Global Crop Çeşitlilik Vakfı, Crop Trust’tan Beri Bonglim, “Tüm yumurtalarınızı aynı sepete koyamazsınız. Bu ulusal tohum bankaları, savaşlar gibi insan yapımı felaketler veya deprem gibi doğal afetler tarafından tehdit ediliyor” diyor ve Svalbard Küresel Tohum Deposu’un neden önemli olduğunu vurguluyor.
HER KITADAN, HER İKLİMDEN TOHUM VAR
Burada permafrost sıcaklıkları sıfırın altında tutuyor. Geçtiğimiz on yılda, geniş yeraltı kasası yavaş yavaş dolduruldu. Her kıtadan, her iklimden tohumlar geldi. Plastik kutularda sıralar halinde yan yana duran Güneydoğu Asya pirinci, Güney Amerika mısırıyla rafları paylaşıyor. Kahve ve kakao, buğday ve kızılcık. Yoncanın 78, akasyanın ise 85 türü bulunuyor. Temel ürünler arasında 52 buğday, 49 arpa ve 25 çeşit pirinç bulunuyor; ancak daha lezzetli yiyecekler de yer alıyor; 48 çeşit böğürtlen ve 32 çeşit yaban mersini gibi.
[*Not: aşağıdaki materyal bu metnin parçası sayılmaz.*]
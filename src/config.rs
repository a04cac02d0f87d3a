use gck_asm::{AliasEntry, AliasTable};
use serde::Deserialize;
use thiserror::Error;

use std::collections::BTreeMap;
use std::io;
use std::path::Path;

#[derive(Error, Debug)]
pub enum ConfigError {
    #[error("Failed to load alias file: {0}")]
    Io(#[from] io::Error),

    #[error("Failed to deserialize alias file: {0}")]
    Deserialize(#[from] toml::de::Error),

    #[error("Invalid address '{value}' of alias {alias}")]
    Address { alias: String, value: String },
}

/// An address, written either as a hex string such as `"8057578C"` or `"0x8057578C"`, or as
/// an integer.
#[derive(Deserialize, Debug)]
#[serde(untagged)]
enum Address {
    Int(u32),
    Hex(String),
}

impl Address {
    fn value(&self, alias: &str) -> Result<u32, ConfigError> {
        match self {
            Address::Int(value) => Ok(*value),
            Address::Hex(text) => {
                let digits = text.trim();
                let digits = digits
                    .strip_prefix("0x")
                    .or_else(|| digits.strip_prefix("0X"))
                    .unwrap_or(digits);
                u32::from_str_radix(digits, 16).map_err(|_| ConfigError::Address {
                    alias: alias.to_string(),
                    value: text.clone(),
                })
            }
        }
    }
}

/// The value of a single alias. Either one address for every version, or a table of addresses
/// keyed by version, where `*` is the universal value.
#[derive(Deserialize, Debug)]
#[serde(untagged)]
enum AliasValue {
    Universal(Address),
    Versions(BTreeMap<String, Address>),
}

/// The alias file. Looks like:
///
/// ```toml
/// games = ["RVL-SOUE-0A-0", "RVL-SOUJ-0A-0"]
///
/// [addresses]
/// EmptyA = "80001500"
///
/// [addresses.LinkPtr]
/// RVL-SOUE-0A-0 = "8057578C"
/// ```
#[derive(Deserialize, Debug, Default)]
pub struct AliasConfig {
    #[serde(default)]
    games: Vec<String>,
    #[serde(default)]
    addresses: BTreeMap<String, AliasValue>,
}

impl AliasConfig {
    pub fn parse(text: &str) -> Result<Self, ConfigError> {
        Ok(toml::from_str(text)?)
    }

    pub fn load(path: &Path) -> Result<Self, ConfigError> {
        Self::parse(&std::fs::read_to_string(path)?)
    }

    /// Build the alias table, checking every address.
    pub fn into_table(self) -> Result<AliasTable, ConfigError> {
        let entries = self
            .addresses
            .into_iter()
            .map(|(name, value)| -> Result<AliasEntry, ConfigError> {
                let entry = match value {
                    AliasValue::Universal(address) => {
                        AliasEntry::new(&name).with("*", address.value(&name)?)
                    }
                    AliasValue::Versions(versions) => {
                        let mut entry = AliasEntry::new(&name);
                        for (version, address) in versions {
                            entry.set(&version, address.value(&name)?);
                        }
                        entry
                    }
                };
                Ok(entry)
            })
            .collect::<Result<Vec<_>, _>>()?;
        debug!("loaded {} aliases for {} games", entries.len(), self.games.len());
        Ok(AliasTable::new(self.games, entries))
    }
}

#[cfg(test)]
mod tests {
    use super::*;

    const CONFIG: &str = r#"
        games = ["RVL-SOUE-0A-0", "RVL-SOUJ-0A-0"]

        [addresses]
        EmptyA = "80001500"
        Decimal = 4096
        Prefixed = "0x80004200"

        [addresses.LinkPtr]
        RVL-SOUE-0A-0 = "8057578C"

        [addresses.Both]
        "*" = "1"
        RVL-SOUJ-0A-0 = "2"
    "#;

    #[test]
    fn load_table() {
        let table = AliasConfig::parse(CONFIG).unwrap().into_table().unwrap();
        assert_eq!(table.versions(), ["RVL-SOUE-0A-0", "RVL-SOUJ-0A-0"]);
        assert_eq!(table.resolve("EmptyA", "RVL-SOUJ-0A-0"), Some(0x80001500));
        assert_eq!(table.resolve("Decimal", "*"), Some(0x1000));
        assert_eq!(table.resolve("Prefixed", "*"), Some(0x80004200));
        assert_eq!(table.resolve("LinkPtr", "RVL-SOUE-0A-0"), Some(0x8057578c));
        assert_eq!(table.resolve("LinkPtr", "*"), None);
        assert_eq!(table.resolve("Both", "RVL-SOUJ-0A-0"), Some(2));
        assert_eq!(table.resolve("Both", "RVL-SOUE-0A-0"), Some(1));
    }

    #[test]
    fn bad_address() {
        let config = AliasConfig::parse("[addresses]\nBroken = \"80OO1500\"").unwrap();
        match config.into_table() {
            Err(ConfigError::Address { alias, .. }) => assert_eq!(alias, "Broken"),
            other => panic!("expected address error, got {other:?}"),
        }
    }

    #[test]
    fn bad_toml() {
        assert!(matches!(
            AliasConfig::parse("games = ["),
            Err(ConfigError::Deserialize(..)),
        ));
    }
}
Tohumlar burada, kataloglanmış ve depolanmış durumda, gerektiğinde yeniden ekilmeye hazır. Bonglim, çoğumuz öldüğünde bile hâlâ hazır ve yaşayabilir durumda olacaklarını söylüyor: “Bu tohumlar iyi işlenirse, iyi paketlenir ve mühürlenirse çok çok uzun süre dayanabilirler.”
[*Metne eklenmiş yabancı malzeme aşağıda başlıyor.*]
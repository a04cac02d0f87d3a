use gck_util::hex;

use crate::grammar::{Base, Width};

use std::str::Chars;

/// A cursor over a single stripped source line. Keywords and hex digits are matched without
/// regard to case. Every method that returns an `Option` only consumes input on success, so a
/// rule can simply bail out with `?` when the line isn't written in its syntax.
#[derive(Clone)]
pub struct Scanner<'a> {
    chars: Chars<'a>,
}

fn is_label_char(c: char) -> bool {
    c.is_ascii_alphanumeric() || c == '_'
}

impl<'a> Scanner<'a> {
    pub fn new(input: &'a str) -> Self {
        Self { chars: input.chars() }
    }

    /// The input that hasn't been consumed yet.
    pub fn rest(&self) -> &'a str {
        self.chars.as_str()
    }

    /// Peak one character ahead.
    pub fn first(&self) -> char {
        self.chars.clone().next().unwrap_or('\0')
    }

    pub fn is_done(&self) -> bool {
        self.rest().is_empty()
    }

    fn eat(&mut self) -> Option<char> {
        self.chars.next()
    }

    fn eat_n(&mut self, n: usize) {
        for _ in 0..n {
            self.eat();
        }
    }

    /// Consume characters until `pred` returns false. Returns the consumed slice.
    pub fn eat_while(&mut self, mut pred: impl FnMut(char) -> bool) -> &'a str {
        let start = self.rest();
        let mut eaten = 0;
        while !self.is_done() && pred(self.first()) {
            eaten += self.first().len_utf8();
            self.eat();
        }
        &start[..eaten]
    }

    /// Consume any amount of whitespace.
    pub fn ws(&mut self) -> &mut Self {
        self.eat_while(char::is_whitespace);
        self
    }

    /// Consume at least one whitespace character.
    pub fn ws1(&mut self) -> Option<&mut Self> {
        if self.eat_while(char::is_whitespace).is_empty() {
            None
        } else {
            Some(self)
        }
    }

    /// Consume `c` if it's next.
    pub fn eat_char(&mut self, c: char) -> bool {
        if self.first() == c {
            self.eat();
            true
        } else {
            false
        }
    }

    pub fn expect(&mut self, c: char) -> Option<&mut Self> {
        self.eat_char(c).then_some(self)
    }

    /// Consume `punct` exactly, used for operators such as `:=` and `**`.
    pub fn eat_str(&mut self, punct: &str) -> bool {
        if self.rest().starts_with(punct) {
            self.eat_n(punct.chars().count());
            true
        } else {
            false
        }
    }

    /// Consume the keyword `kw`, ignoring case.
    pub fn eat_keyword(&mut self, kw: &str) -> bool {
        let rest = self.rest();
        let matches = rest
            .get(..kw.len())
            .map_or(false, |head| head.eq_ignore_ascii_case(kw));
        if matches {
            self.eat_n(kw.len());
        }
        matches
    }

    pub fn keyword(&mut self, kw: &str) -> Option<&mut Self> {
        self.eat_keyword(kw).then_some(self)
    }

    /// Consume `:=` surrounded by optional whitespace.
    pub fn assign(&mut self) -> Option<&mut Self> {
        self.ws();
        if !self.eat_str(":=") {
            return None;
        }
        Some(self.ws())
    }

    /// Consume a hex literal of 1 to `max` digits. Takes as many digits as are available.
    pub fn hex(&mut self, max: usize) -> Option<u32> {
        let len = hex::run_len(self.rest().as_bytes(), max);
        if len == 0 {
            return None;
        }
        let value = hex::parse(&self.rest()[..len])?;
        self.eat_n(len);
        Some(value)
    }

    /// Consume a hex literal of exactly `len` digits.
    pub fn hex_exact(&mut self, len: usize) -> Option<u32> {
        if hex::run_len(self.rest().as_bytes(), len + 1) != len {
            return None;
        }
        self.hex(len)
    }

    /// Consume a label name made of ascii letters, digits and underscores.
    pub fn label(&mut self) -> Option<&'a str> {
        let name = self.eat_while(is_label_char);
        (!name.is_empty()).then_some(name)
    }

    /// Consume a general purpose register reference, fx. `grA`.
    pub fn register(&mut self) -> Option<u32> {
        let mut clone = self.clone();
        clone.keyword("gr")?;
        let reg = clone.hex(1)?;
        *self = clone;
        Some(reg)
    }

    /// Consume `ba` or `po`.
    pub fn base(&mut self) -> Option<Base> {
        if self.eat_keyword("ba") {
            Some(Base::Ba)
        } else if self.eat_keyword("po") {
            Some(Base::Po)
        } else {
            None
        }
    }

    /// Consume `ba|` or `po|`, with optional whitespace around the `|`. Nothing is consumed if
    /// the base isn't followed by a `|`, so a literal such as `BADF00D` is left alone.
    pub fn based(&mut self) -> Option<Base> {
        let mut clone = self.clone();
        let base = clone.base()?;
        clone.ws().expect('|')?;
        clone.ws();
        *self = clone;
        Some(base)
    }

    /// Consume `ba` or `po` only if it is the whole operand, that is if it's followed by `]`.
    pub fn bare_base(&mut self) -> Option<Base> {
        let mut clone = self.clone();
        let base = clone.base()?;
        if clone.ws().first() != ']' {
            return None;
        }
        *self = clone;
        Some(base)
    }

    /// Consume an element width, one of `b`, `h` or `w`.
    pub fn width(&mut self) -> Option<Width> {
        let width = Width::from_char(self.first())?;
        self.eat();
        Some(width)
    }

    /// Consume an optional repeat count `**N`.
    pub fn count(&mut self) -> Option<Option<u32>> {
        let mut clone = self.clone();
        if !clone.ws().eat_str("**") {
            return Some(None);
        }
        let count = clone.hex(8)?;
        *self = clone;
        Some(Some(count))
    }

    /// Succeeds only if all input has been consumed, allowing trailing whitespace.
    pub fn end(&mut self) -> Option<()> {
        self.ws().is_done().then_some(())
    }
}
Şu anda 1,3 milyon tohum çeşidine sahip olan tohum bankasının planlanan kapasitesinin yaklaşık dörtte birini pek kimse görmedi. Yılda yalnızca birkaç kez yeni ürünler kabul ediliyor ve önümüzdeki günlerde rekor sayıda tohum gelecek. Çok az kişi de gönderdiği tohumlara eşlik edip kasayı gördü.
Ancak Almanya’da bir ürün çeşitliliği projesini koordine eden Bonglim, kasayı görmek için Norveç’in en kuzeyine yolculuk yapanlardan biri.
Çıplak beton girişten arkadaki dağa doğru yürümenin etkileyici bir deneyim olduğunu söylüyor: “Benim için çok duygusal bir andı; dünyanın genetik kaynaklarının çeşitliliğinin bu tek odada bulunduğunu bilmek çok ilginç.”
TOHUMLARI KİMLER KULLANACAK?
Tüm bu idealist yaklaşımlara rağmen kasadaki tohumların gerektiğinde nasıl kullanılacağıyla ilgili tartışmalar ise hâlâ devam ediyor. Tohumların sadece belirli kişiler tarafından mı kullanılıp kullanılmayacağı soruları sık sık dünya basınına yansıyor.